Nine water protection groups from across the state have released an interactive map showing all of the sewage spills that were reported during 2016.

The groups developed the map to educate the public and to make the case for better public notification of these spills. The map is an easy-to-use tool which allows the public to see what spills were reported in their neighborhoods, communities and favorite recreational waterways during 2016.
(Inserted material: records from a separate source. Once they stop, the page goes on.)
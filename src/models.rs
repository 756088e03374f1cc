//! Frontend Models
//!
//! Data structures matching the remote store documents.

use serde::{Deserialize, Serialize};

/// Lifecycle status of a todo.
///
/// Creation only offers Open and Working; editing allows all four.
#[derive(Debug, Clone, Copy, PartialEq, Eq, Hash, Serialize, Deserialize)]
pub enum Status {
    Open,
    Working,
    Done,
    Overdue,
}

impl Status {
    pub const ALL: [Status; 4] = [Status::Open, Status::Working, Status::Done, Status::Overdue];
    pub const CREATABLE: [Status; 2] = [Status::Open, Status::Working];

    pub fn as_str(&self) -> &'static str {
        match self {
            Status::Open => "Open",
            Status::Working => "Working",
            Status::Done => "Done",
            Status::Overdue => "Overdue",
        }
    }
}

impl std::fmt::Display for Status {
    fn fmt(&self, f: &mut std::fmt::Formatter<'_>) -> std::fmt::Result {
        f.write_str(self.as_str())
    }
}

impl std::str::FromStr for Status {
    type Err = String;

    fn from_str(s: &str) -> Result<Self, Self::Err> {
        match s {
            "Open" => Ok(Status::Open),
            "Working" => Ok(Status::Working),
            "Done" => Ok(Status::Done),
            "Overdue" => Ok(Status::Overdue),
            other => Err(format!("unknown status: {other}")),
        }
    }
}

/// Todo item as held in memory.
///
/// `id` is assigned by the store on creation and never changes afterwards,
/// same for `time_stamp` and `author`.
#[derive(Debug, Clone, PartialEq, Eq, Hash, Serialize, Deserialize)]
pub struct TodoItem {
    pub id: String,
    pub title: String,
    pub description: String,
    pub status: Status,
    /// Deduplicated, case-sensitive tag tokens.
    pub tags: Vec<String>,
    /// Creation date, `YYYY-MM-DD`.
    #[serde(rename = "timeStamp")]
    pub time_stamp: String,
    /// Due date, `YYYY-MM-DD`, empty string when absent.
    #[serde(rename = "dueDate")]
    pub due_date: String,
    /// Uid of the authenticated user who created the todo.
    pub author: String,
}

impl TodoItem {
    pub fn has_due_date(&self) -> bool {
        !self.due_date.is_empty()
    }
}

/// Public profile of a user, keyed by uid in the users collection.
/// Upserted every time its owner signs in.
#[derive(Debug, Clone, PartialEq, Serialize, Deserialize)]
pub struct UserProfile {
    pub name: String,
    #[serde(rename = "photoURL")]
    pub photo_url: Option<String>,
}

/// Result of a successful authentication.
#[derive(Debug, Clone, PartialEq, Serialize, Deserialize)]
pub struct UserIdentity {
    pub uid: String,
    #[serde(rename = "displayName")]
    pub display_name: String,
    #[serde(rename = "photoURL")]
    pub photo_url: Option<String>,
}

impl UserIdentity {
    /// Profile document written to the users collection on sign-in.
    pub fn profile(&self) -> UserProfile {
        UserProfile {
            name: self.display_name.clone(),
            photo_url: self.photo_url.clone(),
        }
    }
}

#[cfg(test)]
mod tests {
    use super::*;

    #[test]
    fn status_round_trips_through_str() {
        for status in Status::ALL {
            assert_eq!(status.as_str().parse::<Status>(), Ok(status));
        }
    }

    #[test]
    fn status_rejects_unknown_names() {
        assert!("open".parse::<Status>().is_err());
        assert!("".parse::<Status>().is_err());
    }

    #[test]
    fn todo_serializes_with_store_field_names() {
        let todo = TodoItem {
            id: "t1".into(),
            title: "Buy milk".into(),
            description: "2 liters".into(),
            status: Status::Open,
            tags: vec!["grocery".into()],
            time_stamp: "2024-05-01".into(),
            due_date: "".into(),
            author: "u1".into(),
        };
        let json = serde_json::to_value(&todo).unwrap();
        assert_eq!(json["timeStamp"], "2024-05-01");
        assert_eq!(json["dueDate"], "");
        assert_eq!(json["status"], "Open");
    }
}
//! Rebuilds a nested namespace tree over the generated accessors.
//!
//! Records that live inside an array element are tagged with an
//! [`ArrayItemRef`](super::message::ArrayItemRef). The top level pass skips
//! them; array reconstruction later consumes each element's records exactly
//! once and places them at the element's position instead of as sibling
//! keys of the array.

use std::collections::HashMap;

use serde_json::Value;

use crate::error::{Error, Result};

use super::{
    identifier::identifier_for,
    message::{MessageCatalog, MessageData, Segment},
};

/// Per-locale values attached to a node for documentation.
pub type LocaleSamples = Vec<(String, Value)>;

#[derive(Debug, Clone, PartialEq)]
pub enum NamespaceNode {
    /// Reference to one generated accessor.
    Leaf {
        identifier: String,
        samples: LocaleSamples,
    },
    /// Nested grouping, children in first-seen order.
    Branch { children: Vec<(String, NamespaceNode)> },
    /// Reconstructed array; one item per default-locale element.
    Array {
        items: Vec<NamespaceNode>,
        samples: LocaleSamples,
    },
}

impl NamespaceNode {
    fn empty_branch() -> Self {
        NamespaceNode::Branch {
            children: Vec::new(),
        }
    }

    pub fn child(&self, name: &str) -> Option<&NamespaceNode> {
        match self {
            NamespaceNode::Branch { children } => children
                .iter()
                .find(|(key, _)| key == name)
                .map(|(_, node)| node),
            _ => None,
        }
    }

    pub fn is_empty(&self) -> bool {
        matches!(self, NamespaceNode::Branch { children } if children.is_empty())
    }
}

type ScopeEntries<'a> = Vec<(&'a str, &'a MessageData)>;

/// Builds the root [`NamespaceNode::Branch`] for one group.
pub fn build_namespace(
    catalog: &MessageCatalog,
    group_prefix: &str,
    default_locale: &str,
    group: &str,
) -> Result<NamespaceNode> {
    NamespaceBuilder::new(catalog, group_prefix, default_locale, group).build()
}

struct NamespaceBuilder<'a> {
    catalog: &'a MessageCatalog,
    /// Entries grouped by the array element that contains them.
    element_scopes: HashMap<(String, usize), ScopeEntries<'a>>,
    top_scope: ScopeEntries<'a>,
    group_prefix: &'a str,
    default_locale: &'a str,
    group: &'a str,
}

impl<'a> NamespaceBuilder<'a> {
    fn new(
        catalog: &'a MessageCatalog,
        group_prefix: &'a str,
        default_locale: &'a str,
        group: &'a str,
    ) -> Self {
        let mut element_scopes: HashMap<(String, usize), ScopeEntries> = HashMap::new();
        let mut top_scope = Vec::new();

        for (path, data) in catalog.iter() {
            match &data.array_item {
                Some(item) => element_scopes
                    .entry((item.array_path.clone(), item.index))
                    .or_default()
                    .push((path, data)),
                None => top_scope.push((path, data)),
            }
        }

        Self {
            catalog,
            element_scopes,
            top_scope,
            group_prefix,
            default_locale,
            group,
        }
    }

    fn build(&self) -> Result<NamespaceNode> {
        let children = self.build_scope(&self.top_scope, 0)?;
        Ok(NamespaceNode::Branch { children })
    }

    /// Children of a branch whose entries share their first `depth` segments.
    fn build_scope(
        &self,
        entries: &[(&'a str, &'a MessageData)],
        depth: usize,
    ) -> Result<Vec<(String, NamespaceNode)>> {
        let mut root = NamespaceNode::empty_branch();

        for &(path, data) in entries {
            // The array root of an array-in-array element has no keys of its
            // own inside the element; it is placed by `build_array`.
            let Some(keys) = key_segments(data.path.relative_to(depth)) else {
                continue;
            };

            let node = if data.is_array_root {
                self.build_array(path, data)?
            } else {
                self.leaf(path, data.values.iter())
            };
            self.insert(&mut root, &keys, node, path)?;
        }

        match root {
            NamespaceNode::Branch { children } => Ok(children),
            _ => unreachable!("scope root is always a branch"),
        }
    }

    fn insert(
        &self,
        root: &mut NamespaceNode,
        keys: &[&str],
        node: NamespaceNode,
        path: &str,
    ) -> Result<()> {
        let conflict = || Error::NamespaceConflict {
            group: self.group.to_string(),
            path: path.to_string(),
        };

        let Some((last, parents)) = keys.split_last() else {
            return Err(conflict());
        };

        let mut current = root;
        for key in parents {
            let NamespaceNode::Branch { children } = current else {
                return Err(conflict());
            };
            let position = match children.iter().position(|(name, _)| name == key) {
                Some(position) => position,
                None => {
                    children.push((key.to_string(), NamespaceNode::empty_branch()));
                    children.len() - 1
                }
            };
            current = &mut children[position].1;
        }

        let NamespaceNode::Branch { children } = current else {
            return Err(conflict());
        };
        if children.iter().any(|(name, _)| name == last) {
            return Err(conflict());
        }
        children.push((last.to_string(), node));
        Ok(())
    }

    fn build_array(&self, path: &str, data: &'a MessageData) -> Result<NamespaceNode> {
        let reference = data
            .value_for(self.default_locale)
            .and_then(Value::as_array)
            .or_else(|| data.values.values().find_map(Value::as_array));

        let mut items = Vec::new();
        for (index, element) in reference.into_iter().flatten().enumerate() {
            let item_path = format!("{}[{}]", path, index);
            let item = match element {
                Value::Object(_) => {
                    let scope = self
                        .element_scopes
                        .get(&(path.to_string(), index))
                        .map(Vec::as_slice)
                        .unwrap_or_default();
                    let children = self.build_scope(scope, data.path.len() + 1)?;
                    NamespaceNode::Branch { children }
                }
                Value::Array(_) => match self.catalog.get(&item_path) {
                    Some(nested) if nested.is_array_root => self.build_array(&item_path, nested)?,
                    _ => self.element_leaf(&item_path, data, index),
                },
                _ => self.element_leaf(&item_path, data, index),
            };
            items.push(item);
        }

        Ok(NamespaceNode::Array {
            items,
            samples: samples(data.values.iter()),
        })
    }

    fn element_leaf(&self, item_path: &str, array: &MessageData, index: usize) -> NamespaceNode {
        let values = array
            .values
            .iter()
            .filter_map(|(locale, value)| Some((locale, value.as_array()?.get(index)?)));
        self.leaf(item_path, values)
    }

    fn leaf<'v>(
        &self,
        path: &str,
        values: impl Iterator<Item = (&'v String, &'v Value)>,
    ) -> NamespaceNode {
        NamespaceNode::Leaf {
            identifier: identifier_for(path, self.group_prefix),
            samples: samples(values),
        }
    }
}

fn samples<'v>(values: impl Iterator<Item = (&'v String, &'v Value)>) -> LocaleSamples {
    values
        .map(|(locale, value)| (locale.clone(), value.clone()))
        .collect()
}

fn key_segments(segments: &[Segment]) -> Option<Vec<&str>> {
    if segments.is_empty() {
        return None;
    }
    segments
        .iter()
        .map(|segment| match segment {
            Segment::Key(key) => Some(key.as_str()),
            Segment::Index(_) => None,
        })
        .collect()
}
A press release from Black Warrior Riverkeeper stated,

The data underlying the map indicates that between 28.8 million gallons and 46.2 million gallons of sewage overflows were reported in 2016, not including the 9% of spills reported that did not include a volume estimate.  The true number of sewage spills that occurred across Alabama in 2016 is even higher than the map indicates, as the data reported was incomplete and there were countless recurring spill locations which were not reported, as is required by law.

For over 28% of sewage spills, the operator admitted it did not verbally notify ADEM within 24 hours, also as required by regulation.  For 23% of spills, no effort was reported by operators towards notifying the public despite the fact “immediate notification” of the public is currently required by regulation.

Although wastewater treatment plants are required by Alabama law to “immediately” notify the public of sewage spills, there are no regulations which specify a time, plan or even a bare minimum level of notification—even though sanitary sewer overflows pose a substantial public health risk and environmental hazard to the citizens of Alabama.

The groups contend that citizens have a right to know when their local streams and rivers are unsafe for swimming, fishing and other recreation to protect themselves and their families from the serious consequences of sewage pollution.